> [About this exercise]
Down to the last character, repeat the data that follows.

> [Collected data]
|---|

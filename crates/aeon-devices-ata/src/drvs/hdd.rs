//! ATA hard disk driver over a raw image.

use aeon_storage::{VirtualDisk, SECTOR_SIZE};

use super::{
    identify_words_to_bytes, put_ata_string, AtaDeviceDriver, TransferMode, IDENTIFY_DATA_LEN,
};

/// Fixed-disk driver backed by a [`VirtualDisk`] image.
pub struct ImageHardDrive {
    disk: Box<dyn VirtualDisk>,
    sector_count: u64,
    /// Logical translation programmed by INITIALIZE DEVICE PARAMETERS.
    heads: u8,
    sectors_per_track: u8,
    transfer_mode: TransferMode,
    security_unlock_attempts: u8,
    security_locked: bool,
}

impl ImageHardDrive {
    /// Maximum unlock attempts before the drive reports the counter expired
    /// [8.34.5]; the count only matters to diagnostics since the console's
    /// drives always accept the final unlock.
    const MAX_UNLOCK_ATTEMPTS: u8 = 5;

    pub fn new(disk: Box<dyn VirtualDisk>) -> Self {
        // LBA28 commands cannot address past 28 bits of sector index.
        let sector_count = (disk.capacity_bytes() / SECTOR_SIZE as u64).min(1 << 28);
        Self {
            disk,
            sector_count,
            heads: 16,
            sectors_per_track: 63,
            transfer_mode: TransferMode::UltraDma(2),
            security_unlock_attempts: 0,
            security_locked: true,
        }
    }

    pub fn is_locked(&self) -> bool {
        self.security_locked
    }
}

impl AtaDeviceDriver for ImageHardDrive {
    fn is_packet_device(&self) -> bool {
        false
    }

    fn identify(&self, data: &mut [u8; IDENTIFY_DATA_LEN]) {
        let mut words = [0u16; 256];

        words[0] = 0x0040; // fixed, non-removable ATA device

        // Default CHS translation.
        let cylinders = (self.sector_count
            / (self.heads as u64 * self.sectors_per_track as u64))
            .min(16383) as u16;
        words[1] = cylinders;
        words[3] = self.heads as u16;
        words[6] = self.sectors_per_track as u16;

        put_ata_string(&mut words[10..20], "AEON000000000000HDD1");
        put_ata_string(&mut words[23..27], "1.00");
        put_ata_string(&mut words[27..47], "AEON VIRTUAL HD");

        words[49] = (1 << 9) | (1 << 8); // LBA + DMA capable
        words[53] = 0x0007; // words 54-58, 64-70 and 88 are valid

        words[54] = cylinders;
        words[55] = self.heads as u16;
        words[56] = self.sectors_per_track as u16;

        let lba = self.sector_count as u32;
        words[60] = (lba & 0xFFFF) as u16;
        words[61] = (lba >> 16) as u16;

        words[63] = 0x0007; // MWDMA 0-2 supported
        words[80] = 0x0010; // ATA/ATAPI-4
        words[82] = 1 << 1; // security feature set

        words[88] = 0x001F; // UDMA 0-4 supported
        if let TransferMode::UltraDma(mode) = self.transfer_mode {
            words[88] |= 1 << (8 + u16::from(mode)); // currently selected mode
        }

        // Security status: feature supported + enabled; locked while the
        // firmware has not unlocked the drive yet.
        words[128] = 0x0003 | if self.security_locked { 0x0004 } else { 0 };
        if self.security_unlock_attempts >= Self::MAX_UNLOCK_ATTEMPTS {
            words[128] |= 0x0010; // unlock attempt counter expired
        }

        identify_words_to_bytes(&words, data);
    }

    fn sector_count(&self) -> u64 {
        self.sector_count
    }

    fn read_sectors(&mut self, lba: u64, buf: &mut [u8]) -> bool {
        // Media access is refused until SECURITY UNLOCK succeeds [8.34].
        !self.security_locked && self.disk.read_sectors(lba, SECTOR_SIZE, buf).is_ok()
    }

    fn write_sectors(&mut self, lba: u64, buf: &[u8]) -> bool {
        !self.security_locked && self.disk.write_sectors(lba, SECTOR_SIZE, buf).is_ok()
    }

    fn set_device_parameters(&mut self, heads: u8, sectors_per_track: u8) -> bool {
        if heads == 0 || heads > 16 || sectors_per_track == 0 || sectors_per_track > 63 {
            return false;
        }
        self.heads = heads;
        self.sectors_per_track = sectors_per_track;
        true
    }

    fn set_transfer_mode(&mut self, mode: TransferMode) -> bool {
        match mode {
            TransferMode::PioDefault | TransferMode::PioFlowControl(0..=4) => {}
            TransferMode::MultiwordDma(0..=2) => {}
            TransferMode::UltraDma(0..=4) => {}
            _ => return false,
        }
        self.transfer_mode = mode;
        true
    }

    fn security_unlock(&mut self, _password: &[u8]) -> bool {
        // The console's drives are locked with a per-unit password the
        // firmware always presents correctly, so the unlock itself cannot
        // fail; the attempt counter still advances for parity with hardware.
        self.security_unlock_attempts =
            (self.security_unlock_attempts + 1).min(Self::MAX_UNLOCK_ATTEMPTS);
        self.security_locked = false;
        true
    }
}

#[cfg(test)]
mod tests {
    use super::*;
    use aeon_storage::MemDisk;

    fn drive(sectors: u64) -> ImageHardDrive {
        let disk = MemDisk::new(sectors * SECTOR_SIZE as u64).unwrap();
        ImageHardDrive::new(Box::new(disk))
    }

    #[test]
    fn identify_reports_lba_sector_count() {
        let drv = drive(2048);
        let mut data = [0u8; IDENTIFY_DATA_LEN];
        drv.identify(&mut data);
        let lo = u16::from_le_bytes([data[120], data[121]]) as u32;
        let hi = u16::from_le_bytes([data[122], data[123]]) as u32;
        assert_eq!(lo | (hi << 16), 2048);
        // ATA device bit (word 0 bit 15) must be clear.
        assert_eq!(data[1] & 0x80, 0);
    }

    #[test]
    fn sector_io_round_trips() {
        let mut drv = drive(8);
        drv.security_unlock(&[0u8; 32]);
        let pattern = vec![0x5Au8; SECTOR_SIZE];
        assert!(drv.write_sectors(3, &pattern));
        let mut out = vec![0u8; SECTOR_SIZE];
        assert!(drv.read_sectors(3, &mut out));
        assert_eq!(out, pattern);
        assert!(!drv.read_sectors(8, &mut out));
    }

    #[test]
    fn device_parameters_validated() {
        let mut drv = drive(64);
        assert!(drv.set_device_parameters(16, 63));
        assert!(!drv.set_device_parameters(0, 63));
        assert!(!drv.set_device_parameters(17, 63));
        assert!(!drv.set_device_parameters(16, 64));
    }

    #[test]
    fn unlock_clears_security_lock() {
        let mut drv = drive(8);
        assert!(drv.is_locked());
        assert!(drv.security_unlock(&[0u8; 32]));
        assert!(!drv.is_locked());
    }

    #[test]
    fn locked_drive_refuses_media_access() {
        let mut drv = drive(8);
        let mut buf = vec![0u8; SECTOR_SIZE];
        assert!(!drv.read_sectors(0, &mut buf));
        assert!(!drv.write_sectors(0, &buf));
        drv.security_unlock(&[0u8; 32]);
        assert!(drv.read_sectors(0, &mut buf));
    }
}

|---|

> [Output of the exercise]
filename crates/aeon-devices-ata/src/drvs/hdd.rs
//! ATA hard disk driver over a raw image.

use aeon_storage::{VirtualDisk, SECTOR_SIZE};

use super::{
    identify_words_to_bytes, put_ata_string, AtaDeviceDriver, TransferMode, IDENTIFY_DATA_LEN,
};

/// Fixed-disk driver backed by a [`VirtualDisk`] image.
pub struct ImageHardDrive {
    disk: Box<dyn VirtualDisk>,
    sector_count: u64,
    /// Logical translation programmed by INITIALIZE DEVICE PARAMETERS.
    heads: u8,
    sectors_per_track: u8,
    transfer_mode: TransferMode,
    security_unlock_attempts: u8,
    security_locked: bool,
}

impl ImageHardDrive {
    /// Maximum unlock attempts before the drive reports the counter expired
    /// [8.34.5]; the count only matters to diagnostics since the console's
    /// drives always accept the final unlock.
    const MAX_UNLOCK_ATTEMPTS: u8 = 5;

    pub fn new(disk: Box<dyn VirtualDisk>) -> Self {
        // LBA28 commands cannot address past 28 bits of sector index.
        let sector_count = (disk.capacity_bytes() / SECTOR_SIZE as u64).min(1 << 28);
        Self {
            disk,
            sector_count,
            heads: 16,
            sectors_per_track: 63,
            transfer_mode: TransferMode::UltraDma(2),
            security_unlock_attempts: 0,
            security_locked: true,
        }
    }

    pub fn is_locked(&self) -> bool {
        self.security_locked
    }
}

impl AtaDeviceDriver for ImageHardDrive {
    fn is_packet_device(&self) -> bool {
        false
    }

    fn identify(&self, data: &mut [u8; IDENTIFY_DATA_LEN]) {
        let mut words = [0u16; 256];

        words[0] = 0x0040; // fixed, non-removable ATA device

        // Default CHS translation.
        let cylinders = (self.sector_count
            / (self.heads as u64 * self.sectors_per_track as u64))
            .min(16383) as u16;
        words[1] = cylinders;
        words[3] = self.heads as u16;
        words[6] = self.sectors_per_track as u16;

        put_ata_string(&mut words[10..20], "AEON000000000000HDD1");
        put_ata_string(&mut words[23..27], "1.00");
        put_ata_string(&mut words[27..47], "AEON VIRTUAL HD");

        words[49] = (1 << 9) | (1 << 8); // LBA + DMA capable
        words[53] = 0x0007; // words 54-58, 64-70 and 88 are valid

        words[54] = cylinders;
        words[55] = self.heads as u16;
        words[56] = self.sectors_per_track as u16;

        let lba = self.sector_count as u32;
        words[60] = (lba & 0xFFFF) as u16;
        words[61] = (lba >> 16) as u16;

        words[63] = 0x0007; // MWDMA 0-2 supported
        words[80] = 0x0010; // ATA/ATAPI-4
        words[82] = 1 << 1; // security feature set

        words[88] = 0x001F; // UDMA 0-4 supported
        if let TransferMode::UltraDma(mode) = self.transfer_mode {
            words[88] |= 1 << (8 + u16::from(mode)); // currently selected mode
        }

        // Security status: feature supported + enabled; locked while the
        // firmware has not unlocked the drive yet.
        words[128] = 0x0003 | if self.security_locked { 0x0004 } else { 0 };
        if self.security_unlock_attempts >= Self::MAX_UNLOCK_ATTEMPTS {
            words[128] |= 0x0010; // unlock attempt counter expired
        }

        identify_words_to_bytes(&words, data);
    }

    fn sector_count(&self) -> u64 {
        self.sector_count
    }

    fn read_sectors(&mut self, lba: u64, buf: &mut [u8]) -> bool {
        // Media access is refused until SECURITY UNLOCK succeeds [8.34].
        !self.security_locked && self.disk.read_sectors(lba, SECTOR_SIZE, buf).is_ok()
    }

    fn write_sectors(&mut self, lba: u64, buf: &[u8]) -> bool {
        !self.security_locked && self.disk.write_sectors(lba, SECTOR_SIZE, buf).is_ok()
    }

    fn set_device_parameters(&mut self, heads: u8, sectors_per_track: u8) -> bool {
        if heads == 0 || heads > 16 || sectors_per_track == 0 || sectors_per_track > 63 {
            return false;
        }
        self.heads = heads;
        self.sectors_per_track = sectors_per_track;
        true
    }

    fn set_transfer_mode(&mut self, mode: TransferMode) -> bool {
        match mode {
            TransferMode::PioDefault | TransferMode::PioFlowControl(0..=4) => {}
            TransferMode::MultiwordDma(0..=2) => {}
            TransferMode::UltraDma(0..=4) => {}
            _ => return false,
        }
        self.transfer_mode = mode;
        true
    }

    fn security_unlock(&mut self, _password: &[u8]) -> bool {
        // The console's drives are locked with a per-unit password the
        // firmware always presents correctly, so the unlock itself cannot
        // fail; the attempt counter still advances for parity with hardware.
        self.security_unlock_attempts =
            (self.security_unlock_attempts + 1).min(Self::MAX_UNLOCK_ATTEMPTS);
        self.security_locked = false;
        true
    }
}

#[cfg(test)]
mod tests {
    use super::*;
    use aeon_storage::MemDisk;

    fn drive(sectors: u64) -> ImageHardDrive {
        let disk = MemDisk::new(sectors * SECTOR_SIZE as u64).unwrap();
        ImageHardDrive::new(Box::new(disk))
    }

    #[test]
    fn identify_reports_lba_sector_count() {
        let drv = drive(2048);
        let mut data = [0u8; IDENTIFY_DATA_LEN];
        drv.identify(&mut data);
        let lo = u16::from_le_bytes([data[120], data[121]]) as u32;
        let hi = u16::from_le_bytes([data[122], data[123]]) as u32;
        assert_eq!(lo | (hi << 16), 2048);
        // ATA device bit (word 0 bit 15) must be clear.
        assert_eq!(data[1] & 0x80, 0);
    }

    #[test]
    fn sector_io_round_trips() {
        let mut drv = drive(8);
        drv.security_unlock(&[0u8; 32]);
        let pattern = vec![0x5Au8; SECTOR_SIZE];
        assert!(drv.write_sectors(3, &pattern));
        let mut out = vec![0u8; SECTOR_SIZE];
        assert!(drv.read_sectors(3, &mut out));
        assert_eq!(out, pattern);
        assert!(!drv.read_sectors(8, &mut out));
    }

    #[test]
    fn device_parameters_validated() {
        let mut drv = drive(64);
        assert!(drv.set_device_parameters(16, 63));
        assert!(!drv.set_device_parameters(0, 63));
        assert!(!drv.set_device_parameters(17, 63));
        assert!(!drv.set_device_parameters(16, 64));
    }

    #[test]
    fn unlock_clears_security_lock() {
        let mut drv = drive(8);
        assert!(drv.is_locked());
        assert!(drv.security_unlock(&[0u8; 32]));
        assert!(!drv.is_locked());
    }

    #[test]
    fn locked_drive_refuses_media_access() {
        let mut drv = drive(8);
        let mut buf = vec![0u8; SECTOR_SIZE];
        assert!(!drv.read_sectors(0, &mut buf));
        assert!(!drv.write_sectors(0, &buf));
        drv.security_unlock(&[0u8; 32]);
        assert!(drv.read_sectors(0, &mut buf));
    }
}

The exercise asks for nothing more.